ECMO is typically used after other lifesaving intervention options are not proving effective. According to BAMC, ECMO “removes blood from central vessels, oxygenates it, and delivers it back into the bloodstream.”

In other words, it “replaces the natural functions of the heart and lungs while treatments and natural healing of the affected organs take place,” BAMC said in a release.

ECMO has been used in severe cases of flu and other pulmonary diseases. However, recently, it has also proven to be effective in saving the lives of some COVID-19 patients with respiratory failure, health officials said.

“In Ashley’s case, we were running out of options, and were concerned for her baby,” Mason said. “ECMO was the best course of action for her.”

After Ashley was placed on ECMO, NICU teams performed a C-section and they were able to deliver her son.

Aside from needing to be placed on a ventilator for his 29-week-old lungs, health officials said he was otherwise healthy.

BAMC officials said Ashley was also the hospital’s first patient to give birth while on ECMO.

She said she has no memory of the delivery, but that she was brought back to reality when her health team began giving her updates on her son’s height, weight, hand and foot prints.

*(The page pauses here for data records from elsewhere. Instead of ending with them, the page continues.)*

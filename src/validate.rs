//! Shape and stochastic-sum checks over a whole network.
//!
//! Validation never stops at the first problem: every level is swept and each
//! violation becomes one [`Defect`], so callers get a complete report in one pass.

use std::fmt;

use crate::{
    foundation::math::{StochasticTolerance, is_fraction},
    network::model::Level,
};

#[derive(Clone, Copy, Debug, PartialEq, Eq, Hash, serde::Serialize)]
/// Category of a validation failure.
pub enum DefectKind {
    /// Fewer than two levels. Fatal: no other check runs.
    Structural,
    /// Occupation matrix or label list disagrees with the species counts.
    ShapeMismatch,
    /// A population array or occupation row does not sum to 1.
    StochasticSum,
    /// A fraction is negative, above 1, or not finite.
    OutOfRange,
}

#[derive(Clone, Debug, PartialEq, serde::Serialize)]
/// One validation failure. Indices are 0-based; [`fmt::Display`] prints them 1-based.
pub struct Defect {
    pub kind: DefectKind,
    pub level: Option<usize>,
    pub row: Option<usize>,
    pub message: String,
}

impl Defect {
    fn structural(message: impl Into<String>) -> Self {
        Self {
            kind: DefectKind::Structural,
            level: None,
            row: None,
            message: message.into(),
        }
    }

    fn at_level(kind: DefectKind, level: usize, message: impl Into<String>) -> Self {
        Self {
            kind,
            level: Some(level),
            row: None,
            message: message.into(),
        }
    }

    fn at_row(kind: DefectKind, level: usize, row: usize, message: impl Into<String>) -> Self {
        Self {
            kind,
            level: Some(level),
            row: Some(row),
            message: message.into(),
        }
    }
}

impl fmt::Display for Defect {
    fn fmt(&self, f: &mut fmt::Formatter<'_>) -> fmt::Result {
        match (self.level, self.row) {
            (Some(level), Some(row)) => {
                write!(f, "level {}, row {}: {}", level + 1, row + 1, self.message)
            }
            (Some(level), None) => write!(f, "level {}: {}", level + 1, self.message),
            _ => write!(f, "{}", self.message),
        }
    }
}

#[derive(Clone, Debug, PartialEq, serde::Serialize)]
/// Ordered list of defects found by [`validate_network`]; never empty when returned by it.
pub struct Defects {
    pub defects: Vec<Defect>,
}

impl Defects {
    pub fn iter(&self) -> impl Iterator<Item = &Defect> {
        self.defects.iter()
    }

    pub fn len(&self) -> usize {
        self.defects.len()
    }

    pub fn is_empty(&self) -> bool {
        self.defects.is_empty()
    }

    pub fn count(&self, kind: DefectKind) -> usize {
        self.defects.iter().filter(|d| d.kind == kind).count()
    }

    /// Defects reported against a given 0-based level.
    pub fn for_level(&self, level: usize) -> impl Iterator<Item = &Defect> {
        self.defects.iter().filter(move |d| d.level == Some(level))
    }
}

impl fmt::Display for Defects {
    fn fmt(&self, f: &mut fmt::Formatter<'_>) -> fmt::Result {
        for (i, d) in self.defects.iter().enumerate() {
            if i > 0 {
                writeln!(f)?;
            }
            write!(f, "{d}")?;
        }
        Ok(())
    }
}

impl std::error::Error for Defects {}

/// Check every level of a network for shape and stochastic-sum consistency.
#[tracing::instrument(skip(levels), fields(level_count = levels.len()))]
pub fn validate_network(levels: &[Level], tolerance: StochasticTolerance) -> Result<(), Defects> {
    if levels.len() < 2 {
        return Err(Defects {
            defects: vec![Defect::structural(format!(
                "a trophic network needs at least 2 levels, found {}",
                levels.len()
            ))],
        });
    }

    let mut defects = Vec::new();
    for (k, level) in levels.iter().enumerate() {
        validate_populations(k, level, tolerance, &mut defects);
        validate_labels(k, level, &mut defects);
        if k > 0 {
            validate_occupation(k, level, &levels[k - 1], tolerance, &mut defects);
        } else if level.occupation.is_some() {
            tracing::debug!("ignoring occupation matrix on level 1");
        }
    }

    if defects.is_empty() {
        Ok(())
    } else {
        tracing::debug!(defects = defects.len(), "network rejected");
        Err(Defects { defects })
    }
}

fn validate_populations(
    k: usize,
    level: &Level,
    tolerance: StochasticTolerance,
    defects: &mut Vec<Defect>,
) {
    for (i, &p) in level.populations.iter().enumerate() {
        if !is_fraction(p) {
            defects.push(Defect::at_level(
                DefectKind::OutOfRange,
                k,
                format!(
                    "population of species {} is {p}, expected a value in [0, 1]",
                    i + 1
                ),
            ));
        }
    }

    if !tolerance.sums_to_one(&level.populations) {
        let sum = level.populations.iter().sum::<f64>();
        defects.push(Defect::at_level(
            DefectKind::StochasticSum,
            k,
            format!(
                "population sum invalid: {} rounds to {}, expected 1",
                sum,
                tolerance.rounded(sum)
            ),
        ));
    }
}

fn validate_labels(k: usize, level: &Level, defects: &mut Vec<Defect>) {
    if let Some(labels) = &level.labels
        && labels.len() != level.populations.len()
    {
        defects.push(Defect::at_level(
            DefectKind::ShapeMismatch,
            k,
            format!(
                "{} labels given for {} species",
                labels.len(),
                level.populations.len()
            ),
        ));
    }
}

fn validate_occupation(
    k: usize,
    level: &Level,
    previous: &Level,
    tolerance: StochasticTolerance,
    defects: &mut Vec<Defect>,
) {
    let preys = level.species_count();
    let predators = previous.species_count();

    let Some(matrix) = &level.occupation else {
        defects.push(Defect::at_level(
            DefectKind::ShapeMismatch,
            k,
            format!("missing occupation matrix, expected {preys} rows of {predators} columns"),
        ));
        return;
    };

    if matrix.row_count() != preys {
        defects.push(Defect::at_level(
            DefectKind::ShapeMismatch,
            k,
            format!(
                "occupation matrix has {} rows, expected {preys} (one per species)",
                matrix.row_count()
            ),
        ));
    }

    for (i, row) in matrix.rows().iter().enumerate() {
        if row.len() != predators {
            defects.push(Defect::at_row(
                DefectKind::ShapeMismatch,
                k,
                i,
                format!(
                    "occupation row has {} columns, expected {predators} (one per species of level {})",
                    row.len(),
                    k
                ),
            ));
        }
        for (j, &v) in row.iter().enumerate() {
            if !is_fraction(v) {
                defects.push(Defect::at_row(
                    DefectKind::OutOfRange,
                    k,
                    i,
                    format!(
                        "occupation of column {} is {v}, expected a value in [0, 1]",
                        j + 1
                    ),
                ));
            }
        }
        if !tolerance.sums_to_one(row) {
            let sum = row.iter().sum::<f64>();
            defects.push(Defect::at_row(
                DefectKind::StochasticSum,
                k,
                i,
                format!(
                    "occupation row sum invalid: {} rounds to {}, expected 1",
                    sum,
                    tolerance.rounded(sum)
                ),
            ));
        }
    }
}

#[cfg(test)]
#[path = "../tests/unit/validate.rs"]
mod tests;
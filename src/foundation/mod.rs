//! Shared primitives: errors, geometry and color types, numeric helpers.

pub(crate) mod core;
pub(crate) mod error;
pub(crate) mod math;
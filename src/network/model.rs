use std::path::Path;

use crate::{
    foundation::core::ColorPair,
    foundation::error::{TrophicError, TrophicResult},
    foundation::math::StochasticTolerance,
    network::config::NetworkConfig,
    scene::assemble::{Scene, assemble_network},
    validate::{Defects, validate_network},
};

/// Fractions of each prey species' band attributed to each predator species.
///
/// Rows are indexed by the species of the level that owns the matrix (the preys),
/// columns by the species of the previous level (the predators).
#[derive(Clone, Debug, Default, PartialEq, serde::Serialize, serde::Deserialize)]
#[serde(transparent)]
pub struct OccupationMatrix {
    rows: Vec<Vec<f64>>,
}

impl OccupationMatrix {
    pub fn new(rows: Vec<Vec<f64>>) -> Self {
        Self { rows }
    }

    pub fn rows(&self) -> &[Vec<f64>] {
        &self.rows
    }

    pub fn row(&self, prey: usize) -> Option<&[f64]> {
        self.rows.get(prey).map(Vec::as_slice)
    }

    pub fn get(&self, prey: usize, predator: usize) -> Option<f64> {
        self.rows.get(prey).and_then(|r| r.get(predator)).copied()
    }

    pub fn row_count(&self) -> usize {
        self.rows.len()
    }
}

impl From<Vec<Vec<f64>>> for OccupationMatrix {
    fn from(rows: Vec<Vec<f64>>) -> Self {
        Self { rows }
    }
}

#[derive(Clone, Debug, Default, PartialEq, serde::Serialize, serde::Deserialize)]
/// One horizontal band of the network: a set of species sharing a population array.
pub struct Level {
    /// Population fraction per species, left to right.
    pub populations: Vec<f64>,
    /// How this level's species are occupied by the previous level's species.
    /// Required on every level but the first.
    #[serde(default, skip_serializing_if = "Option::is_none")]
    pub occupation: Option<OccupationMatrix>,
    /// Per-species colors; cycled when shorter than `populations`.
    #[serde(default, skip_serializing_if = "Option::is_none")]
    pub colors: Option<Vec<ColorPair>>,
    /// Per-species labels; must match `populations` in length when present.
    #[serde(default, skip_serializing_if = "Option::is_none")]
    pub labels: Option<Vec<String>>,
}

impl Level {
    pub fn new(populations: Vec<f64>) -> Self {
        Self {
            populations,
            ..Self::default()
        }
    }

    pub fn with_occupation(mut self, matrix: impl Into<OccupationMatrix>) -> Self {
        self.occupation = Some(matrix.into());
        self
    }

    pub fn with_colors(mut self, colors: Vec<ColorPair>) -> Self {
        self.colors = Some(colors);
        self
    }

    pub fn with_labels<S: Into<String>>(mut self, labels: impl IntoIterator<Item = S>) -> Self {
        self.labels = Some(labels.into_iter().map(Into::into).collect());
        self
    }

    pub fn species_count(&self) -> usize {
        self.populations.len()
    }

    pub(crate) fn color_list(&self) -> &[ColorPair] {
        self.colors.as_deref().unwrap_or(&[])
    }
}

#[derive(Clone, Debug, Default, PartialEq, serde::Serialize, serde::Deserialize)]
/// An ordered stack of levels. Level `k` (for `k > 0`) is occupied by level `k - 1`.
pub struct Network {
    pub levels: Vec<Level>,
}

impl Network {
    pub fn new(levels: Vec<Level>) -> Self {
        Self { levels }
    }

    /// Legacy predator / prey / other-predator layout, expressed as a plain
    /// three-level network.
    pub fn three_layer(upper: Level, middle: Level, lower: Level) -> Self {
        Self {
            levels: vec![upper, middle, lower],
        }
    }

    pub fn species_count(&self) -> usize {
        self.levels.iter().map(Level::species_count).sum()
    }

    pub fn validate(&self, tolerance: StochasticTolerance) -> Result<(), Defects> {
        validate_network(&self.levels, tolerance)
    }
}

#[derive(Clone, Debug, Default, serde::Serialize, serde::Deserialize)]
/// JSON boundary model: the network plus its layout options.
pub struct NetworkDocument {
    #[serde(flatten)]
    pub network: Network,
    #[serde(default)]
    pub options: NetworkConfig,
}

impl NetworkDocument {
    pub fn from_json_str(s: &str) -> TrophicResult<Self> {
        serde_json::from_str(s).map_err(|e| TrophicError::serde(e.to_string()))
    }

    pub fn from_path(path: impl AsRef<Path>) -> TrophicResult<Self> {
        let path = path.as_ref();
        let bytes = std::fs::read(path).map_err(|e| {
            TrophicError::Other(anyhow::Error::new(e).context(format!(
                "read network document '{}'",
                path.display()
            )))
        })?;
        serde_json::from_slice(&bytes)
            .map_err(|e| TrophicError::serde(format!("{}: {e}", path.display())))
    }

    /// Validate the network and lay it out with this document's options.
    pub fn assemble(&self) -> TrophicResult<Scene> {
        assemble_network(&self.network, &self.options)
    }

    pub fn to_json_pretty(&self) -> TrophicResult<String> {
        serde_json::to_string_pretty(self).map_err(|e| TrophicError::serde(e.to_string()))
    }
}

#[cfg(test)]
#[path = "../../tests/unit/network/model.rs"]
mod tests;
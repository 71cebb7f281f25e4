// src/tests/conn_tests.rs

//! Tests for [`crate::data::conn`].

use crate::common::{FD_NONE, OP_NONE};
use crate::data::conn::{
    Conn,
    JsonMap,
    Op,
    DN_ANONYMOUS,
    OP_TYPE_UNKNOWN,
    SOURCE_UNKNOWN,
};

use ::serde_json::Value;

// ━━━━━━━━━━━━━━━━━━━━━━━━━━━━━━━━━━━━━━━━━━━━━━━━━━━━━━━━━━━━━━━━━━━━━━━━━━━━━━━━━━━━━━━━━━━━━━━━━

#[test]
fn test_conn_new_defaults() {
    let conn: Conn = Conn::new(5);
    assert_eq!(conn.conn, 5);
    assert_eq!(conn.fd, FD_NONE);
    assert_eq!(conn.source, SOURCE_UNKNOWN);
    assert!(!conn.tls);
    assert_eq!(conn.dn, DN_ANONYMOUS);
    assert!(conn.dt_last.is_none());
    assert!(conn.ops.is_empty());
}

#[test]
fn test_op_new_defaults() {
    let op: Op = Op::new(OP_NONE);
    assert_eq!(op.op, OP_NONE);
    assert_eq!(op.op_type, OP_TYPE_UNKNOWN);
    assert!(op.request.is_empty());
    assert!(op.result.is_none());
}

#[test]
fn test_op_open_assigns_verb_once() {
    let mut conn: Conn = Conn::new(1);
    let op_: &mut Op = conn.op_open(0, "SEARCH", 3, None);
    assert_eq!(op_.op_type, "SEARCH");
    assert_eq!(op_.request["line_n"], 3);
    // a later opening line for the same identifier must not reassign the
    // verb nor the opening line number
    let op_: &mut Op = conn.op_open(0, "BIND", 7, None);
    assert_eq!(op_.op_type, "SEARCH");
    assert_eq!(op_.request["line_n"], 3);
    assert_eq!(conn.ops.len(), 1);
}

#[test]
fn test_op_augment_creates_without_verb() {
    let mut conn: Conn = Conn::new(1);
    let op_: &mut Op = conn.op_augment(2);
    assert_eq!(op_.op_type, OP_TYPE_UNKNOWN);
    op_.request
        .insert(String::from("attrs"), Value::from(vec!["cn"]));
    assert!(conn.ops.contains_key(&2));
}

#[test]
fn test_op_close_removes_and_attaches_result() {
    let mut conn: Conn = Conn::new(1);
    conn.op_open(0, "ADD", 1, None);
    let mut result: JsonMap = JsonMap::new();
    result.insert(String::from("error"), Value::from(0));
    let op: Op = conn.op_close(0, result, None);
    assert_eq!(op.op_type, "ADD");
    assert_eq!(op.result.unwrap()["error"], 0);
    assert!(conn.ops.is_empty());
}

#[test]
fn test_op_close_unknown_id_yields_unknown_verb() {
    // a terminal line whose request lines predate the log
    let mut conn: Conn = Conn::new(1);
    let op: Op = conn.op_close(9, JsonMap::new(), None);
    assert_eq!(op.op, 9);
    assert_eq!(op.op_type, OP_TYPE_UNKNOWN);
    assert!(op.request.is_empty());
}

#[test]
fn test_ops_independent_within_conn() {
    let mut conn: Conn = Conn::new(1);
    conn.op_open(0, "SEARCH", 1, None);
    conn.op_open(1, "ADD", 2, None);
    assert_eq!(conn.ops.len(), 2);
    let op: Op = conn.op_close(1, JsonMap::new(), None);
    assert_eq!(op.op_type, "ADD");
    assert_eq!(conn.ops.len(), 1);
    assert_eq!(conn.ops[&0].op_type, "SEARCH");
}
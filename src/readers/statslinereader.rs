// src/readers/statslinereader.rs

//! Implement [`StatsLineReader`], the stats-log line tokenizer.
//!
//! One anchored pattern splits a raw line into timestamp, host and process
//! metadata, `conn=` identifier, a `fd`|`op` discriminator with its numeric
//! identifier, and the trailing content chunk. Lines not matching the
//! pattern are arbitrary log noise (startup banners, other subsystems) and
//! are skipped silently; they must never abort processing.
//!
//! [`StatsLineReader`]: self::StatsLineReader

use crate::common::{ConnId, Count, LineNum};
use crate::data::datetime::RawTimestamp;

use std::io::{BufRead, Result};

use ::lazy_static::lazy_static;
use ::regex::Regex;
use ::si_trace_print::defñ;

// ━━━━━━━━━━━━━━━━━━━━━━━━━━━━━━━━━━━━━━━━━━━━━━━━━━━━━━━━━━━━━━━━━━━━━━━━━━━━━━━━━━━━━━━━━━━━━━━━━

/// The anchored stats-line pattern.
///
/// The timestamp alternation is mutually exclusive: either the legacy
/// syslog shape `%b %e %H:%M:%S` (year-less, `Jan  1 00:00:01`) or ISO-8601
/// with an explicit offset. The host and process tag are captured but
/// ignored downstream.
const STATS_LINE_PATTERN: &str = r#"(?x)
    ^
    (?:
        (?P<dt_legacy>[A-Z][a-z]{2}\x20[\x200-9]\d\x20\d{2}:\d{2}:\d{2})
        |
        (?P<dt_iso>\d{4}-\d{2}-\d{2}T\d{2}:\d{2}:\d{2}(?:\.\d+)?(?:Z|[+-]\d{2}:?\d{2}))
    )
    \x20+
    (?P<host>\S+)
    \x20+
    (?P<tag>[^\x20:]+):
    \x20
    conn=(?P<conn>\d+)
    \x20
    (?P<what>fd|op)=(?P<id>\d+)
    \x20
    (?P<chunk>.*)
    $"#;

lazy_static! {
    static ref STATS_LINE_REGEX: Regex = Regex::new(STATS_LINE_PATTERN).unwrap();
}

/// Is the line a connection-lifecycle line (`fd=`) or an operation line
/// (`op=`)?
#[derive(Clone, Copy, Debug, Eq, PartialEq)]
pub enum LineClass {
    Fd,
    Op,
}

/// One tokenized stats-log line.
#[derive(Clone, Debug)]
pub struct StatsLine {
    /// 1-based line number within the input stream
    pub line_n: LineNum,
    /// the raw line, kept for diagnostics
    pub raw: String,
    /// the timestamp substring, not yet resolved to an instant
    pub dt_raw: RawTimestamp,
    /// `conn=` identifier
    pub conn: ConnId,
    /// `fd` or `op` discriminator
    pub what: LineClass,
    /// the numeric identifier following the discriminator
    pub id: i64,
    /// the remainder of the line after the discriminator
    pub chunk: String,
}

/// Tokenize one raw line. Returns `None` for a line that does not match the
/// stats-line shape.
pub fn parse_stats_line(
    line: &str,
    line_n: LineNum,
) -> Option<StatsLine> {
    let captures = STATS_LINE_REGEX.captures(line)?;
    let dt_raw: RawTimestamp = match captures.name("dt_legacy") {
        Some(match_) => RawTimestamp::Legacy(match_.as_str().to_string()),
        None => RawTimestamp::Iso(
            captures
                .name("dt_iso")?
                .as_str()
                .to_string(),
        ),
    };
    // the `conn`, `what`, and `id` groups are all guaranteed by the pattern
    let conn: ConnId = captures
        .name("conn")?
        .as_str()
        .parse::<ConnId>()
        .ok()?;
    let what: LineClass = match captures
        .name("what")?
        .as_str()
    {
        "fd" => LineClass::Fd,
        _ => LineClass::Op,
    };
    let id: i64 = captures
        .name("id")?
        .as_str()
        .parse::<i64>()
        .ok()?;
    let chunk: String = captures
        .name("chunk")?
        .as_str()
        .to_string();
    defñ!("line {} conn={} {:?}={} chunk {:?}", line_n, conn, what, id, chunk);

    Some(StatsLine {
        line_n,
        raw: line.to_string(),
        dt_raw,
        conn,
        what,
        id,
        chunk,
    })
}

// ━━━━━━━━━━━━━━━━━━━━━━━━━━━━━━━━━━━━━━━━━━━━━━━━━━━━━━━━━━━━━━━━━━━━━━━━━━━━━━━━━━━━━━━━━━━━━━━━━
// StatsLineReader
// ━━━━━━━━━━━━━━━━━━━━━━━━━━━━━━━━━━━━━━━━━━━━━━━━━━━━━━━━━━━━━━━━━━━━━━━━━━━━━━━━━━━━━━━━━━━━━━━━━

/// Wraps a [`BufRead`] source and yields tokenized [`StatsLine`]s,
/// silently skipping non-matching lines. Line numbering continues across
/// sources fed to the same reader's processor.
pub struct StatsLineReader<R: BufRead> {
    reader: R,
    line_n: LineNum,
    /// count of lines read from the source
    pub count_lines: Count,
    /// count of lines that matched the stats-line shape
    pub count_matched: Count,
}

impl<R: BufRead> StatsLineReader<R> {
    pub fn new(reader: R) -> StatsLineReader<R> {
        StatsLineReader {
            reader,
            line_n: 0,
            count_lines: 0,
            count_matched: 0,
        }
    }

    /// Continue numbering from a prior reader (multiple input files fed to
    /// one processing run).
    pub fn new_at(
        reader: R,
        line_n: LineNum,
    ) -> StatsLineReader<R> {
        StatsLineReader {
            reader,
            line_n,
            count_lines: 0,
            count_matched: 0,
        }
    }

    /// The line number of the most recently read line.
    pub const fn line_n(&self) -> LineNum {
        self.line_n
    }

    /// Read forward to the next line matching the stats-line shape.
    /// Returns `Ok(None)` at end of input.
    pub fn find_line(&mut self) -> Result<Option<StatsLine>> {
        let mut buf: String = String::new();
        loop {
            buf.clear();
            let sz: usize = self.reader.read_line(&mut buf)?;
            if sz == 0 {
                return Ok(None);
            }
            self.line_n += 1;
            self.count_lines += 1;
            let line: &str = buf.trim_end_matches(['\n', '\r']);
            match parse_stats_line(line, self.line_n) {
                Some(stats_line) => {
                    self.count_matched += 1;
                    return Ok(Some(stats_line));
                }
                None => continue,
            }
        }
    }
}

Ashley said she kept battling for her health in hopes she could soon get well enough to hold her son for the first time. She was in a 30-day isolation but was still able to see her baby via video chat for the time being.

BAMC officials said Ashley couldn’t meet her son for several weeks, at least until July 17. Although she was still on ECMO and was fighting exhaustion, Ashley sat in a room with a gown and a mask, and held her son.

Ashley Savidge Hernandez holds her son, Kyzon, while on a heart-lung bypass intervention called ECMO in the neonatal intensive care unit at Brooke Army Medical Center, Fort Sam Houston, Texas, July 17, 2021. Hernandez, a Marine Corps spouse and mother of five, is BAMC’s first patient to give birth while on ECMO. (courtesy photo) (US Army/BAMC)

“He felt very heavy and very small,” she said. “But I was so relieved to hold him.”

Ashley spent 30 days total on ECMO, and she was mostly awake during her treatment. But aside from her physical health struggles, she said it was very trying to be away from her child after he was born, which ultimately made her fight even harder to recover.

After the pair was reunited for the first time, her condition began to improve. On July 26, Ashley was removed from ECMO and returned home just a few weeks later.

Just a few more weeks later, her son, Kyzon, was also able to return home. He’s happy, healthy, and “doing great,” his mother said.

Ashley has since received a clean bill of health, and she said it’s all thanks to God and her health team at BAMC.

“I’m very grateful that God saw fit that I needed to still be here for some reason,” she said. “I’m also extremely grateful to BAMC for the compassionate care.”